The heel and arch insert 30 generally comprises a single piece of moulded material including both a heel cup portion 36 and an arch portion 38 which are integrally formed. The heel cup portion 36 is defined by a U-shaped section having an open side facing a toe end of the insole. A recess 40 is defined within the U-shaped contour of the heel cup portion. The recess 40 is suitably sized for suspending a central portion of the heel of the person therein. The body 20 of the insole spans the recess 40 in the heel and arch insert.
The arch portion 38 is formed continuously with the heel cup portion, extending from an inner one of the legs of the U-shaped heel cup portion. The arch portion is formed of the same material and accordingly has the same durometer as the heel cup portion.
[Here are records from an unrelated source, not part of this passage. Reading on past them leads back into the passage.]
use crate::core::{Result, TxError};
use crate::transaction::{AdmissionQueue, NativeCallback, NativeTransactions, StatementExecutor};
use async_trait::async_trait;
use serde_json::{Map, Value};
use std::collections::BTreeMap;
use std::sync::{Arc, Mutex};
use tokio::task::yield_now;

type Tables = BTreeMap<String, Vec<Row>>;

/// One stored row: a store-assigned id plus JSON fields.
#[derive(Debug, Clone, PartialEq)]
pub struct Row {
    pub id: u64,
    pub fields: Map<String, Value>,
}

impl Row {
    pub fn get(&self, field: &str) -> Option<&Value> {
        self.fields.get(field)
    }

    /// Missing fields count as NULL
    pub fn is_null(&self, field: &str) -> bool {
        self.get(field).is_none_or(Value::is_null)
    }
}

/// A statement received by the store and how it ended.
#[derive(Debug, Clone, PartialEq, Eq)]
pub struct StatementRecord {
    pub statement: String,
    pub error: Option<String>,
}

impl StatementRecord {
    pub fn succeeded(&self) -> bool {
        self.error.is_none()
    }
}

struct Snapshot {
    tables: Tables,
    next_id: u64,
}

#[derive(Default)]
struct StoreState {
    tables: Tables,
    next_id: u64,
    open: Option<Snapshot>,
    injected_locks: u32,
    journal: Vec<StatementRecord>,
}

impl StoreState {
    fn begin(&mut self, contended: bool) -> std::result::Result<(), &'static str> {
        if self.open.is_some() {
            return Err("cannot start a transaction within a transaction");
        }
        if contended && self.injected_locks > 0 {
            self.injected_locks -= 1;
            return Err("database is locked");
        }
        self.open = Some(Snapshot {
            tables: self.tables.clone(),
            next_id: self.next_id,
        });
        Ok(())
    }

    fn commit(&mut self) -> std::result::Result<(), &'static str> {
        self.open
            .take()
            .map(|_| ())
            .ok_or("cannot commit - no transaction is active")
    }

    fn rollback(&mut self) -> std::result::Result<(), &'static str> {
        let snapshot = self
            .open
            .take()
            .ok_or("cannot rollback - no transaction is active")?;
        self.tables = snapshot.tables;
        self.next_id = snapshot.next_id;
        Ok(())
    }
}

#[derive(Default)]
struct StoreInner {
    state: Mutex<StoreState>,
    native_gate: tokio::sync::Mutex<()>,
    queue: Arc<AdmissionQueue>,
}

/// In-process table store with single-connection transaction semantics.
///
/// Through [`StatementExecutor`] it behaves like an embedded engine on one
/// connection: every transaction shares the same tables, a second `BEGIN`
/// is refused rather than queued, and contention can be injected. All
/// clones are the same connection and share one admission queue. Through
/// [`NativeTransactions`] it behaves like a trusted server: transactions wait
/// their turn on an internal gate.
///
/// Reads and writes yield to the scheduler after they apply, the way real
/// I/O would, so concurrent callers genuinely interleave.
#[derive(Clone, Default)]
pub struct MemoryStore {
    inner: Arc<StoreInner>,
}

impl MemoryStore {
    pub fn new() -> Self {
        Self::default()
    }

    /// Insert a row, creating the table on first use. Returns the new id.
    pub async fn insert(&self, table: &str, fields: Value) -> Result<u64> {
        let Value::Object(fields) = fields else {
            return Err(TxError::query(
                format!("INSERT INTO {}", table),
                "row must be a JSON object",
            ));
        };

        let id = {
            let mut state = self.inner.state.lock()?;
            state.next_id += 1;
            let id = state.next_id;
            state
                .tables
                .entry(table.to_string())
                .or_default()
                .push(Row { id, fields });
            id
        };

        yield_now().await;
        Ok(id)
    }

    /// All rows of `table`, in insertion order
    pub async fn select(&self, table: &str) -> Result<Vec<Row>> {
        let rows = {
            let state = self.inner.state.lock()?;
            state.tables.get(table).cloned().ok_or_else(|| {
                TxError::query(format!("SELECT * FROM {}", table), format!("no such table: {}", table))
            })?
        };

        yield_now().await;
        Ok(rows)
    }

    /// Merge `changes` into the row with `id`. Returns the number of rows changed.
    pub async fn update(&self, table: &str, id: u64, changes: Value) -> Result<usize> {
        let statement = format!("UPDATE {}", table);
        let Value::Object(changes) = changes else {
            return Err(TxError::query(statement, "changes must be a JSON object"));
        };

        let changed = {
            let mut state = self.inner.state.lock()?;
            let rows = state
                .tables
                .get_mut(table)
                .ok_or_else(|| TxError::query(statement, format!("no such table: {}", table)))?;

            match rows.iter_mut().find(|row| row.id == id) {
                Some(row) => {
                    row.fields.extend(changes);
                    1
                }
                None => 0,
            }
        };

        yield_now().await;
        Ok(changed)
    }

    /// Make the next `count` manual `BEGIN`s fail with "database is locked".
    pub fn inject_lock_contention(&self, count: u32) -> Result<()> {
        let mut state = self.inner.state.lock()?;
        state.injected_locks = state.injected_locks.saturating_add(count);
        Ok(())
    }

    /// Every transaction-control statement received so far
    pub fn statements(&self) -> Result<Vec<StatementRecord>> {
        Ok(self.inner.state.lock()?.journal.clone())
    }

    pub fn in_transaction(&self) -> Result<bool> {
        Ok(self.inner.state.lock()?.open.is_some())
    }

    fn apply(&self, statement: &str, contended: bool) -> Result<()> {
        let normalized = statement.trim().trim_end_matches(';').to_ascii_uppercase();
        let words: Vec<&str> = normalized.split_whitespace().collect();

        let mut state = self.inner.state.lock()?;
        let outcome = match words.as_slice() {
            ["BEGIN", rest @ ..] if is_begin_suffix(rest) => state.begin(contended),
            ["COMMIT"] | ["END"] | ["COMMIT", "TRANSACTION"] | ["END", "TRANSACTION"] => {
                state.commit()
            }
            ["ROLLBACK"] | ["ROLLBACK", "TRANSACTION"] => state.rollback(),
            _ => Err("syntax error"),
        };

        state.journal.push(StatementRecord {
            statement: statement.trim().to_string(),
            error: outcome.err().map(str::to_string),
        });

        outcome.map_err(|message| TxError::query(statement.trim(), message))
    }
}

fn is_begin_suffix(rest: &[&str]) -> bool {
    let rest = match rest.split_last() {
        Some((&"TRANSACTION", head)) => head,
        _ => rest,
    };
    matches!(rest, [] | ["DEFERRED"] | ["IMMEDIATE"] | ["EXCLUSIVE"])
}

#[async_trait]
impl StatementExecutor for MemoryStore {
    async fn execute(&self, statement: &str) -> Result<()> {
        self.apply(statement, true)?;
        yield_now().await;
        Ok(())
    }

    fn admission_queue(&self) -> Arc<AdmissionQueue> {
        Arc::clone(&self.inner.queue)
    }
}

#[async_trait]
impl NativeTransactions for MemoryStore {
    type Handle = MemoryStore;

    async fn transaction(&self, callback: NativeCallback<MemoryStore>) -> Result<()> {
        let _turn = self.inner.native_gate.lock().await;

        self.apply("BEGIN", false)?;
        match callback(self.clone()).await {
            Ok(()) => self.apply("COMMIT", false),
            Err(err) => {
                self.apply("ROLLBACK", false)?;
                Err(err)
            }
        }
    }
}

#[cfg(test)]
mod tests {
    use super::*;
    use futures::FutureExt;
    use serde_json::json;

    #[tokio::test]
    async fn test_insert_select_update() {
        let store = MemoryStore::new();
        let id = store.insert("users", json!({ "name": "Alice" })).await.unwrap();

        assert_eq!(store.update("users", id, json!({ "run_id": "r1" })).await.unwrap(), 1);
        assert_eq!(store.update("users", 999, json!({ "run_id": "r2" })).await.unwrap(), 0);

        let rows = store.select("users").await.unwrap();
        assert_eq!(rows.len(), 1);
        assert_eq!(rows[0].get("name"), Some(&json!("Alice")));
        assert_eq!(rows[0].get("run_id"), Some(&json!("r1")));
        assert!(!rows[0].is_null("run_id"));
        assert!(rows[0].is_null("missing"));
    }

    #[tokio::test]
    async fn test_select_unknown_table() {
        let err = MemoryStore::new().select("ghosts").await.unwrap_err();
        assert_eq!(
            crate::core::failure_chain(&err),
            "Failed query: SELECT * FROM ghosts\nno such table: ghosts"
        );
    }

    #[tokio::test]
    async fn test_rollback_restores_snapshot() {
        let store = MemoryStore::new();
        store.insert("users", json!({ "name": "Alice" })).await.unwrap();

        store.execute("BEGIN IMMEDIATE").await.unwrap();
        store.insert("users", json!({ "name": "Bob" })).await.unwrap();
        assert!(store.in_transaction().unwrap());
        store.execute("ROLLBACK").await.unwrap();

        assert_eq!(store.select("users").await.unwrap().len(), 1);
        assert!(!store.in_transaction().unwrap());

        // Ids handed out inside the rolled-back transaction are reused
        assert_eq!(store.insert("users", json!({ "name": "Carol" })).await.unwrap(), 2);
    }

    #[tokio::test]
    async fn test_nested_begin_refused() {
        let store = MemoryStore::new();
        store.execute("BEGIN").await.unwrap();

        let err = store.execute("begin deferred transaction;").await.unwrap_err();
        assert!(crate::core::failure_chain(&err).contains("cannot start a transaction within a transaction"));

        store.execute("COMMIT").await.unwrap();
        let journal = store.statements().unwrap();
        assert_eq!(journal.len(), 3);
        assert!(journal[0].succeeded());
        assert!(!journal[1].succeeded());
        assert_eq!(journal[1].statement, "begin deferred transaction;");
    }

    #[tokio::test]
    async fn test_injected_contention() {
        let store = MemoryStore::new();
        store.inject_lock_contention(1).unwrap();

        let err = store.execute("BEGIN").await.unwrap_err();
        assert_eq!(err.to_string(), "Failed query: BEGIN");
        assert!(crate::core::failure_chain(&err).ends_with("database is locked"));

        store.execute("BEGIN").await.unwrap();
        store.execute("END").await.unwrap();
    }

    #[tokio::test]
    async fn test_injected_contention_saturates() {
        let store = MemoryStore::new();
        store.inject_lock_contention(u32::MAX).unwrap();
        store.inject_lock_contention(u32::MAX).unwrap();

        assert!(store.execute("BEGIN").await.is_err());
        assert!(!store.in_transaction().unwrap());
    }

    #[test]
    fn test_clones_share_one_admission_queue() {
        let store = MemoryStore::new();
        let other = MemoryStore::new();

        assert!(Arc::ptr_eq(&store.admission_queue(), &store.clone().admission_queue()));
        assert!(!Arc::ptr_eq(&store.admission_queue(), &other.admission_queue()));
        assert!(!Arc::ptr_eq(&store.admission_queue(), AdmissionQueue::global()));
    }

    #[tokio::test]
    async fn test_statement_errors() {
        let store = MemoryStore::new();
        assert!(store.execute("COMMIT").await.is_err());
        assert!(store.execute("ROLLBACK").await.is_err());
        assert!(store.execute("BEGIN SOMETIMES").await.is_err());
        assert!(store.execute("VACUUM").await.is_err());
        assert!(store.statements().unwrap().iter().all(|record| !record.succeeded()));
    }

    #[tokio::test]
    async fn test_native_rolls_back_on_callback_error() {
        let store = MemoryStore::new();
        store.insert("users", json!({ "name": "Alice" })).await.unwrap();

        let result = store
            .transaction(Box::new(|tx: MemoryStore| {
                async move {
                    tx.insert("users", json!({ "name": "Mallory" })).await?;
                    Err::<(), _>(TxError::WorkAborted)
                }
                .boxed()
            }))
            .await;

        assert!(matches!(result, Err(TxError::WorkAborted)));
        assert_eq!(store.select("users").await.unwrap().len(), 1);
    }
}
The arch portion 38 is plural times thicker than the heel cup portion, contributing to the insole being much thicker at the arch than at the heel.
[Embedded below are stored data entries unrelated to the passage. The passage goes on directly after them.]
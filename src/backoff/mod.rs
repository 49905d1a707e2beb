// ============================================================================
// Backoff Module
// ============================================================================
//
// Generic retry executor: bounded by attempts and wall-clock time, filtered
// by an optional allow-list of failure patterns, paced by jittered
// exponential delays.
//
// ============================================================================

pub mod budget;
pub mod engine;

pub use budget::{RetryBudget, RetryConfig};
pub use engine::{BASE_DELAY_MS, MAX_DELAY_MS, backoff_delay_ms, jitter, retry};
The footwear and insole as described herein include numerous advantages, including a larger foot bed due to the use of an expanded last dimension around which the shoe or boot is made. Over the years last dimensions of shoes and boots has not changed, making it impossible to add any meaningful support to the forefoot. Creating a substantially deeper foot bed is crucial to designing any support for the fore foot.
Together with a deeper foot bed the present invention now has the ability to include a thicker insole. In all the prior art of shoe making the dimensional space created by the last did not allow for a larger, thicker insole.
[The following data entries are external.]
//! Edge discretizer: sample boundary curves into conforming point
//! sequences.
//!
//! Each Edge starts from its two endpoint samples (plus a midpoint for
//! closed Edges) and is refined by four phases run in order: tangent
//! turn angle, chord-height sag, adjacent-Face normal agreement, and
//! maximum side length. Every phase inserts one sample between the
//! worst-scoring adjacent pair and re-scores only the touched pairs.

use facet_kernel_geom::{GeometryStore, Surface};
use facet_kernel_math::{dist2, Point2, Point3, Vec3};
use facet_kernel_topo::{BodyId, EdgeSides, Topology};

use crate::error::{Result, TessError};
use crate::params::TessParams;
use crate::{EdgeTess, FaceLink};

/// Hard cap on samples per Edge.
pub(crate) const MAX_ELEN: usize = 1024;

/// Surface normal agreement across a boundary segment: the normal at
/// the segment's UV midpoint dotted with the normal a probe step inside
/// the Face. Returns -2.0 when either normal cannot be formed.
fn curv_normal(
    surf: &dyn Surface,
    uv_a: Point2,
    uv_b: Point2,
    seg_len2: f64,
    dx: Vec3,
    into_face: bool,
) -> f64 {
    let uv = Point2::new(0.5 * (uv_a.x + uv_b.x), 0.5 * (uv_a.y + uv_b.y));
    let ev = surf.evaluate(uv);
    let Some(nrme) = ev.normal() else {
        return -2.0;
    };

    let len = seg_len2.sqrt();
    let dxn = dx / len;
    let mut ds = dxn.cross(&nrme);
    if into_face {
        ds = -ds;
    }
    // probe step is a quarter of the segment length
    let step = len / 4.0;
    let probe = ev.point + step * ds;
    let (uv_in, _) = surf.inverse_evaluate(&probe);
    let Some(nrmi) = surf.evaluate(uv_in).normal() else {
        return -2.0;
    };
    nrme.dot(&nrmi)
}

struct Sample {
    t: f64,
    xyz: Point3,
    /// phase-local payload: tangent, sag midpoint, uv+flag, or length²
    aux: [f64; 3],
}

fn eval_tangent(geom: &GeometryStore, curve: usize, t: f64) -> (Point3, Vec3) {
    let ev = geom.curves[curve].evaluate(t);
    let mut d = ev.d1.norm();
    if d == 0.0 {
        d = 1.0;
    }
    (ev.point, ev.d1 / d)
}

/// Discretize one Edge of the Body. `sides` is the adjacency record for
/// this Edge; the returned tessellation carries pre-zeroed neighbor
/// blocks for every adjacent Face slot.
pub(crate) fn discretize_edge(
    topo: &Topology,
    geom: &GeometryStore,
    body: BodyId,
    eidx: usize,
    sides: &EdgeSides,
    params: &TessParams,
) -> Result<EdgeTess> {
    let b = &topo.bodies[body];
    let eid = b.edges[eidx - 1];
    let edge = &topo.edges[eid];
    let curve = &geom.curves[edge.curve];
    let (t_lo, t_hi) = edge.t_range;
    let dotnrm = params.dot_threshold();

    let node0 = topo.node_index(body, edge.nodes[0]);
    let node1 = topo.node_index(body, edge.nodes[1]);
    let p0 = topo.nodes[edge.nodes[0]].point;
    let p1 = topo.nodes[edge.nodes[1]].point;

    // degenerate Edges carry only their endpoints
    if edge.degenerate {
        return Ok(finish(
            vec![
                Sample { t: t_lo, xyz: p0, aux: [0.0; 3] },
                Sample { t: t_hi, xyz: p1, aux: [0.0; 3] },
            ],
            [node0, node1],
            true,
            sides,
        ));
    }

    let mut pts = vec![
        Sample { t: t_lo, xyz: p0, aux: [0.0; 3] },
        Sample { t: t_hi, xyz: p1, aux: [0.0; 3] },
    ];

    // noise floor: endpoint discrepancy of the curve vs the Nodes,
    // with a fraction of the sag parameter as a lower bound
    let mut mindist = dist2(&p0, &curve.evaluate(t_lo).point)
        .max(dist2(&p1, &curve.evaluate(t_hi).point))
        .sqrt();
    if 0.1 * params.chord > mindist {
        mindist = 0.1 * params.chord;
    }
    let mindist2 = mindist * mindist;

    // closed Edge: seed the midpoint so both halves exist
    if edge.closed() {
        let tm = 0.5 * (t_lo + t_hi);
        let (p, _) = eval_tangent(geom, edge.curve, tm);
        pts.insert(1, Sample { t: tm, xyz: p, aux: [0.0; 3] });
    }

    let is_line = curve.kind() == facet_kernel_geom::CurveKind::Line;

    if !is_line {
        // angle phase: aux is the normalized tangent
        if params.angle_active() {
            for s in pts.iter_mut() {
                let (_, tan) = eval_tangent(geom, edge.curve, s.t);
                s.aux = [tan.x, tan.y, tan.z];
            }
            while pts.len() < MAX_ELEN {
                let mut k = None;
                let mut dot = 1.0;
                for i in 0..pts.len() - 1 {
                    if dist2(&pts[i].xyz, &pts[i + 1].xyz) < mindist2 {
                        continue;
                    }
                    let a = Vec3::new(pts[i].aux[0], pts[i].aux[1], pts[i].aux[2]);
                    let b = Vec3::new(pts[i + 1].aux[0], pts[i + 1].aux[1], pts[i + 1].aux[2]);
                    let d = a.dot(&b);
                    if d < dot {
                        dot = d;
                        k = Some(i);
                    }
                }
                let Some(k) = k else { break };
                if dot > dotnrm {
                    break;
                }
                let tm = 0.5 * (pts[k].t + pts[k + 1].t);
                let (p, tan) = eval_tangent(geom, edge.curve, tm);
                pts.insert(
                    k + 1,
                    Sample { t: tm, xyz: p, aux: [tan.x, tan.y, tan.z] },
                );
            }
        }

        // sag phase: aux is the true curve point at the pair midpoint
        if params.chord > 0.0 {
            for i in 0..pts.len() - 1 {
                let tm = 0.5 * (pts[i].t + pts[i + 1].t);
                let p = curve.evaluate(tm).point;
                pts[i].aux = [p.x, p.y, p.z];
            }
            while pts.len() < MAX_ELEN {
                let mut k = None;
                let mut worst = 0.0;
                for i in 0..pts.len() - 1 {
                    if dist2(&pts[i].xyz, &pts[i + 1].xyz) < mindist2 {
                        continue;
                    }
                    let mid = Point3::new(
                        0.5 * (pts[i].xyz.x + pts[i + 1].xyz.x),
                        0.5 * (pts[i].xyz.y + pts[i + 1].xyz.y),
                        0.5 * (pts[i].xyz.z + pts[i + 1].xyz.z),
                    );
                    let sampled = Point3::new(pts[i].aux[0], pts[i].aux[1], pts[i].aux[2]);
                    let d = dist2(&sampled, &mid);
                    if d > worst {
                        worst = d;
                        k = Some(i);
                    }
                }
                let Some(k) = k else { break };
                if worst < params.chord * params.chord {
                    break;
                }
                let tm = 0.5 * (pts[k].t + pts[k + 1].t);
                let xyz = Point3::new(pts[k].aux[0], pts[k].aux[1], pts[k].aux[2]);
                pts.insert(k + 1, Sample { t: tm, xyz, aux: [0.0; 3] });
                for i in [k, k + 1] {
                    let tm = 0.5 * (pts[i].t + pts[i + 1].t);
                    let p = curve.evaluate(tm).point;
                    pts[i].aux = [p.x, p.y, p.z];
                }
            }
        }
    }

    // face-normal phase: aux is (u, v, active flag) per adjacent Face
    if params.angle_deg > 0.0 {
        for m in 0..2 {
            let side_sense = if m == 0 { -1 } else { 1 };
            for &fpos in sides.side(m) {
                let fid = b.faces[fpos - 1];
                let face = &topo.faces[fid];
                let surf = geom.surfaces[face.surface].as_ref();
                if surf.kind() == facet_kernel_geom::SurfaceKind::Plane {
                    continue;
                }
                let mut tol = face.tolerance;
                if params.chord > tol {
                    tol = params.chord;
                }
                let pcurve = topo
                    .pcurve_for(fid, eid, side_sense)
                    .map(|i| geom.pcurves[i].as_ref());
                let into_face = side_sense * face.sense == 1;

                for s in pts.iter_mut() {
                    match pcurve {
                        Some(pc) => {
                            let uv = pc.evaluate(s.t);
                            s.aux = [uv.x, uv.y, 1.0];
                        }
                        None => s.aux = [0.0, 0.0, 0.0],
                    }
                }
                for i in 0..pts.len() - 1 {
                    if pts[i].aux[2] <= 0.0 || pts[i + 1].aux[2] == 0.0 {
                        continue;
                    }
                    let dx = pts[i + 1].xyz - pts[i].xyz;
                    let d = dx.norm_squared();
                    if d < tol * tol {
                        pts[i].aux[2] = -1.0;
                        continue;
                    }
                    let dot = curv_normal(
                        surf,
                        Point2::new(pts[i].aux[0], pts[i].aux[1]),
                        Point2::new(pts[i + 1].aux[0], pts[i + 1].aux[1]),
                        d,
                        dx,
                        into_face,
                    );
                    if dot > dotnrm || dot < -1.1 {
                        pts[i].aux[2] = -1.0;
                    }
                }

                while pts.len() < MAX_ELEN {
                    // split the longest still-unsatisfied segment
                    let mut k = None;
                    let mut dist = tol * tol;
                    for i in 0..pts.len() - 1 {
                        if pts[i].aux[2] <= 0.0 || pts[i + 1].aux[2] == 0.0 {
                            continue;
                        }
                        let d = dist2(&pts[i].xyz, &pts[i + 1].xyz);
                        if d < tol * tol {
                            pts[i].aux[2] = -1.0;
                            continue;
                        }
                        if d < dist {
                            continue;
                        }
                        dist = d;
                        k = Some(i);
                    }
                    let Some(k) = k else { break };

                    let tmid = 0.5 * (pts[k].t + pts[k + 1].t);
                    let p = curve.evaluate(tmid).point;
                    let mut flag = 0.0;
                    let mut uv = [0.0, 0.0];
                    if let Some(pc) = pcurve {
                        let q = pc.evaluate(tmid);
                        uv = [q.x, q.y];
                        flag = 1.0;
                    }
                    pts.insert(k + 1, Sample { t: tmid, xyz: p, aux: [uv[0], uv[1], flag] });
                    for i in [k, k + 1] {
                        if pts[i].aux[2] <= 0.0 || pts[i + 1].aux[2] == 0.0 {
                            continue;
                        }
                        let dx = pts[i + 1].xyz - pts[i].xyz;
                        let d = dx.norm_squared();
                        let dot = curv_normal(
                            surf,
                            Point2::new(pts[i].aux[0], pts[i].aux[1]),
                            Point2::new(pts[i + 1].aux[0], pts[i + 1].aux[1]),
                            d,
                            dx,
                            into_face,
                        );
                        if dot > dotnrm || dot < -1.1 {
                            pts[i].aux[2] = -1.0;
                        }
                    }
                }
            }
        }
    }

    // max-side phase: aux is the segment length²
    if params.max_side > 0.0 {
        let cap2 = params.max_side * params.max_side;
        for i in 0..pts.len() - 1 {
            pts[i].aux[0] = dist2(&pts[i].xyz, &pts[i + 1].xyz);
        }
        let n = pts.len();
        pts[n - 1].aux[0] = 0.0;
        while pts.len() < MAX_ELEN {
            let mut k = 0;
            let mut dist = pts[0].aux[0];
            for i in 1..pts.len() - 1 {
                if pts[i].aux[0] > dist {
                    dist = pts[i].aux[0];
                    k = i;
                }
            }
            if dist <= cap2 {
                break;
            }
            let tm = 0.5 * (pts[k].t + pts[k + 1].t);
            let p = curve.evaluate(tm).point;
            pts.insert(k + 1, Sample { t: tm, xyz: p, aux: [0.0; 3] });
            let d = dist2(&pts[k].xyz, &pts[k + 1].xyz);
            pts[k].aux[0] = d;
            if d < 0.0625 * cap2 {
                break;
            }
            let d = dist2(&pts[k + 1].xyz, &pts[k + 2].xyz);
            pts[k + 1].aux[0] = d;
            if d < 0.0625 * cap2 {
                break;
            }
        }
    }

    if pts.len() >= MAX_ELEN {
        tracing::warn!(edge = eidx, "edge sample cap reached");
    }
    Ok(finish(pts, [node0, node1], false, sides))
}

fn finish(pts: Vec<Sample>, nodes: [usize; 2], degenerate: bool, sides: &EdgeSides) -> EdgeTess {
    let npts = pts.len();
    let mut xyz = Vec::with_capacity(npts);
    let mut t = Vec::with_capacity(npts);
    for s in pts {
        xyz.push(s.xyz);
        t.push(s.t);
    }
    let links = [0, 1].map(|m| {
        let faces = sides.side(m).to_vec();
        let tric = vec![0i32; faces.len() * (npts - 1)];
        FaceLink { faces, tric }
    });
    EdgeTess {
        xyz,
        t,
        nodes,
        links,
        degenerate,
    }
}

/// Discretize every Edge of the Body (or the subset flagged in
/// `retess`). Per-Edge failures abort the build, since Face fills
/// depend on the Edge samples.
pub(crate) fn discretize_edges(
    topo: &Topology,
    geom: &GeometryStore,
    body: BodyId,
    sides: &[EdgeSides],
    params: &TessParams,
    retess: Option<&[bool]>,
    out: &mut Vec<EdgeTess>,
) -> Result<()> {
    let nedge = topo.bodies[body].edges.len();
    if out.is_empty() {
        out.reserve(nedge);
        for _ in 0..nedge {
            out.push(EdgeTess::default());
        }
    }
    for eidx in 1..=nedge {
        if let Some(flags) = retess {
            if !flags[eidx - 1] {
                continue;
            }
        }
        out[eidx - 1] = discretize_edge(topo, geom, body, eidx, &sides[eidx - 1], params)
            .map_err(|e| {
                tracing::warn!(edge = eidx, "edge discretization failed");
                e
            })?;
    }
    if out.iter().any(|e| e.xyz.is_empty()) {
        return Err(TessError::NoDataYet);
    }
    Ok(())
}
The purpose of such a thicker insole has three main aspects, they are as follows:
A. Corrective Orthotic
The thicker dimensions of this insole allow the present footwear to correct the gait of the individual by altering the strike pattern of the foot. The elevations required to accomplish this are not present in other shoes or their insoles.
B. Shock Absorbing Qualities
Current prior art has an insole thickness of approximately 0.187 inch. This is not nearly enough to absorb the shock or impact of the average 170 pound man. Any impact not taken up by the shock absorbing qualities of the footwear is automatically distributed throughout the body. This impact will over time hurt the ankles, knees, hips and back causing a deterioration of joint tissues. The walking or running stride of a stepping motion results in approximately 3 times the full body weight to be applied to the bottom of the feet.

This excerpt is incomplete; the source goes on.